Autism is a childhood-onset neurodevelopmental disorder with a strong genetic basis in its etiology. Conventional karyotype analysis has revealed that chromosomal structural aberrations such as translocation, inversion, deletion, and duplication play a role in causing autism spectrum disorders (ASD). In addition, recent array-based comparative genomic hybridization (array CGH) studies discovered that submicroscopic deletion and duplication of DNA segments also contributed significantly to the genetic etiology of ASD. Together, these studies indicate that genomic rearrangement is an important genetic mechanism of ASD. Using karyotyping analysis and array CGH technology, we identified a subtelomeric deletion of approximately 6.8 Mb at 4q35.1-35.2 and a terminal deletion of approximately 2.4 Mb at 8p23.2-pter in two autistic boys, respectively.

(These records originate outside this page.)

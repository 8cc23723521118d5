//! Audio-producing keywords.

use std::rc::Rc;

use super::{num_arg, str_arg};
use crate::audio::AudioWave;
use crate::error::EvalError;
use crate::eval::Evaluator;
use crate::lexer::Atom;
use crate::pitch::{note_to_freq, numeric_var};
use crate::scope::ScopeRef;
use crate::value::Value;

/// The note duration in seconds: the explicit argument if present, the
/// `duration` variable otherwise, scaled from beats by the current tempo.
fn duration_secs(
    eval: &mut Evaluator,
    scope: &ScopeRef,
    arg: Option<&Atom>,
    kw: &str,
) -> Result<f64, EvalError> {
    let beats = match arg {
        Some(atom) => num_arg(eval, scope, atom, kw)?,
        None => numeric_var(scope, "duration")?,
    };
    let bpm = numeric_var(scope, "bpm")?;
    let secs = beats * 60.0 / bpm;
    if !secs.is_finite() {
        return Err(EvalError::TypeMismatch(format!(
            "'{kw}' computed a non-finite duration from {beats} beats at bpm {bpm}"
        )));
    }
    Ok(secs)
}

/// `note NAME` / `note NAME DURATION`. Also reached implicitly when a line
/// starts with a note name.
pub fn kw_note(
    eval: &mut Evaluator,
    scope: &ScopeRef,
    args: &[Atom],
) -> Result<Value, EvalError> {
    if args.is_empty() || args.len() > 2 {
        return Err(EvalError::Syntax("'note' takes 1 or 2 parameters".into()));
    }
    let name = str_arg(eval, scope, &args[0], "note")?;
    let Some(freq) = note_to_freq(scope, &name)? else {
        return Err(EvalError::TypeMismatch(format!(
            "'{name}' is not a valid note name"
        )));
    };
    let duration = duration_secs(eval, scope, args.get(1), "note")?;
    let intensity = numeric_var(scope, "intensity")?;
    let instrument = eval.current_instrument(scope)?;
    Ok(Value::Audio(eval.cached_note(
        duration,
        freq,
        intensity,
        &instrument,
    )))
}

/// Folds already-started audio plus further arguments into one wave.
/// Null contributions are skipped; all-Null gives Null back.
fn combine(
    eval: &mut Evaluator,
    scope: &ScopeRef,
    first: Option<Value>,
    atoms: &[Atom],
    kw: &str,
    fold: fn(&mut AudioWave, &AudioWave) -> Result<(), EvalError>,
) -> Result<Value, EvalError> {
    let mut wave = AudioWave::new();
    let mut changed = false;
    let mut push = |value: Value, wave: &mut AudioWave, changed: &mut bool| match value {
        Value::Audio(audio) => {
            fold(wave, &audio)?;
            *changed = true;
            Ok(())
        }
        Value::Null => Ok(()),
        other => Err(EvalError::TypeMismatch(format!(
            "'{kw}' expects audio data, got {}",
            other.kind()
        ))),
    };
    if let Some(value) = first {
        push(value, &mut wave, &mut changed)?;
    }
    for atom in atoms {
        let value = eval.resolve_arg(scope, atom)?;
        push(value, &mut wave, &mut changed)?;
    }
    Ok(if changed {
        Value::Audio(Rc::new(wave))
    } else {
        Value::Null
    })
}

/// Sequential composition; also the implicit handler for a line whose head
/// evaluated to audio.
pub fn sequence(
    eval: &mut Evaluator,
    scope: &ScopeRef,
    first: Option<Value>,
    atoms: &[Atom],
) -> Result<Value, EvalError> {
    combine(eval, scope, first, atoms, "seq", AudioWave::append)
}

pub fn kw_seq(eval: &mut Evaluator, scope: &ScopeRef, args: &[Atom]) -> Result<Value, EvalError> {
    sequence(eval, scope, None, args)
}

pub fn kw_simult(
    eval: &mut Evaluator,
    scope: &ScopeRef,
    args: &[Atom],
) -> Result<Value, EvalError> {
    combine(eval, scope, None, args, "simult", AudioWave::mix)
}

/// `sfx NAME` / `sfx NAME DURATION`: plays a pitchless instrument at the
/// frequency its first track was recorded at.
pub fn kw_sfx(eval: &mut Evaluator, scope: &ScopeRef, args: &[Atom]) -> Result<Value, EvalError> {
    if args.is_empty() || args.len() > 2 {
        return Err(EvalError::Syntax("'sfx' takes 1 or 2 parameters".into()));
    }
    let name = str_arg(eval, scope, &args[0], "sfx")?;
    let instrument = eval.instrument(&name)?;
    if !instrument.pitchless() {
        return Err(EvalError::TypeMismatch(format!(
            "instrument '{name}' must be pitchless to be used as an effect"
        )));
    }
    let Some(freq) = instrument.base_freq() else {
        return Err(EvalError::TypeMismatch(format!(
            "instrument '{name}' has no recorded tracks"
        )));
    };
    let duration = duration_secs(eval, scope, args.get(1), "sfx")?;
    let intensity = numeric_var(scope, "intensity")?;
    Ok(Value::Audio(eval.cached_note(
        duration,
        freq,
        intensity,
        &instrument,
    )))
}

/// `gliss FROM TO` / `gliss FROM TO DURATION`: a linear frequency sweep.
/// The timbre is sampled once, at the mean of the two frequencies.
pub fn kw_gliss(
    eval: &mut Evaluator,
    scope: &ScopeRef,
    args: &[Atom],
) -> Result<Value, EvalError> {
    if args.len() < 2 || args.len() > 3 {
        return Err(EvalError::Syntax("'gliss' takes 2 or 3 parameters".into()));
    }
    let mut endpoints = [0.0; 2];
    for (slot, atom) in endpoints.iter_mut().zip(args) {
        let name = str_arg(eval, scope, atom, "gliss")?;
        let Some(freq) = note_to_freq(scope, &name)? else {
            return Err(EvalError::TypeMismatch(format!(
                "'{name}' is not a valid note name"
            )));
        };
        *slot = freq;
    }
    let [from, to] = endpoints;
    let duration = duration_secs(eval, scope, args.get(2), "gliss")?;
    let intensity = numeric_var(scope, "intensity")?;
    let instrument = eval.current_instrument(scope)?;
    let waveform = instrument.waveform((from + to) / 2.0);
    let sweep = move |t: f64| from + (to - from) * t / duration;
    let wave = AudioWave::render_sweep(duration, &sweep, intensity, &*waveform, eval.sample_rate());
    Ok(Value::Audio(Rc::new(wave)))
}

/// `ampfx T0 : V0 -> T1 : V1 | AUDIO`: a linear amplitude ramp between two
/// points in time, clamped to the endpoint levels outside them.
pub fn kw_ampfx(
    eval: &mut Evaluator,
    scope: &ScopeRef,
    args: &[Atom],
) -> Result<Value, EvalError> {
    if args.len() != 9 {
        return Err(EvalError::Syntax("'ampfx' takes 9 parameters".into()));
    }
    let mut expect_token = |index: usize, token: &str| -> Result<(), EvalError> {
        let got = str_arg(eval, scope, &args[index], "ampfx")?;
        if got == token {
            Ok(())
        } else {
            Err(EvalError::Syntax(format!(
                "'ampfx' expected token '{token}', got '{got}'"
            )))
        }
    };
    expect_token(1, ":")?;
    expect_token(3, "->")?;
    expect_token(5, ":")?;
    expect_token(7, "|")?;

    let t0 = num_arg(eval, scope, &args[0], "ampfx")?;
    let v0 = num_arg(eval, scope, &args[2], "ampfx")?;
    let t1 = num_arg(eval, scope, &args[4], "ampfx")?;
    let v1 = num_arg(eval, scope, &args[6], "ampfx")?;

    let audio = match eval.resolve_arg(scope, &args[8])? {
        Value::Audio(audio) => audio,
        other => {
            return Err(EvalError::TypeMismatch(format!(
                "'ampfx' expects audio data, got {}",
                other.kind()
            )))
        }
    };

    let envelope = move |t: f64| {
        if t < t0 {
            v0
        } else if t > t1 || t1 == t0 {
            v1
        } else {
            v0 + (v1 - v0) * (t - t0) / (t1 - t0)
        }
    };
    let mut wave = (*audio).clone();
    wave.amplitude_effect(&envelope);
    Ok(Value::Audio(Rc::new(wave)))
}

These two deletions were further validated using fluorescent in situ hybridization and real-time quantitative polymerase chain reaction, and their breakpoints were delineated using high-resolution array CGH. The 4q deletion is a rare de novo mutation, while the transmission of 8p deletion is unknown, because the father of the patient was unavailable for study. These two deletions are rare mutations and were not found in the additional 282 patients with ASD and in the 300 control subjects in our population. The identification of these two chromosomal deletions contribute to our understanding of the genetic basis of ASD, and the haploinsufficiency of several genes located at the deleted regions of chromosome 8p and 4q may contribute to the clinical phenotypes of autism.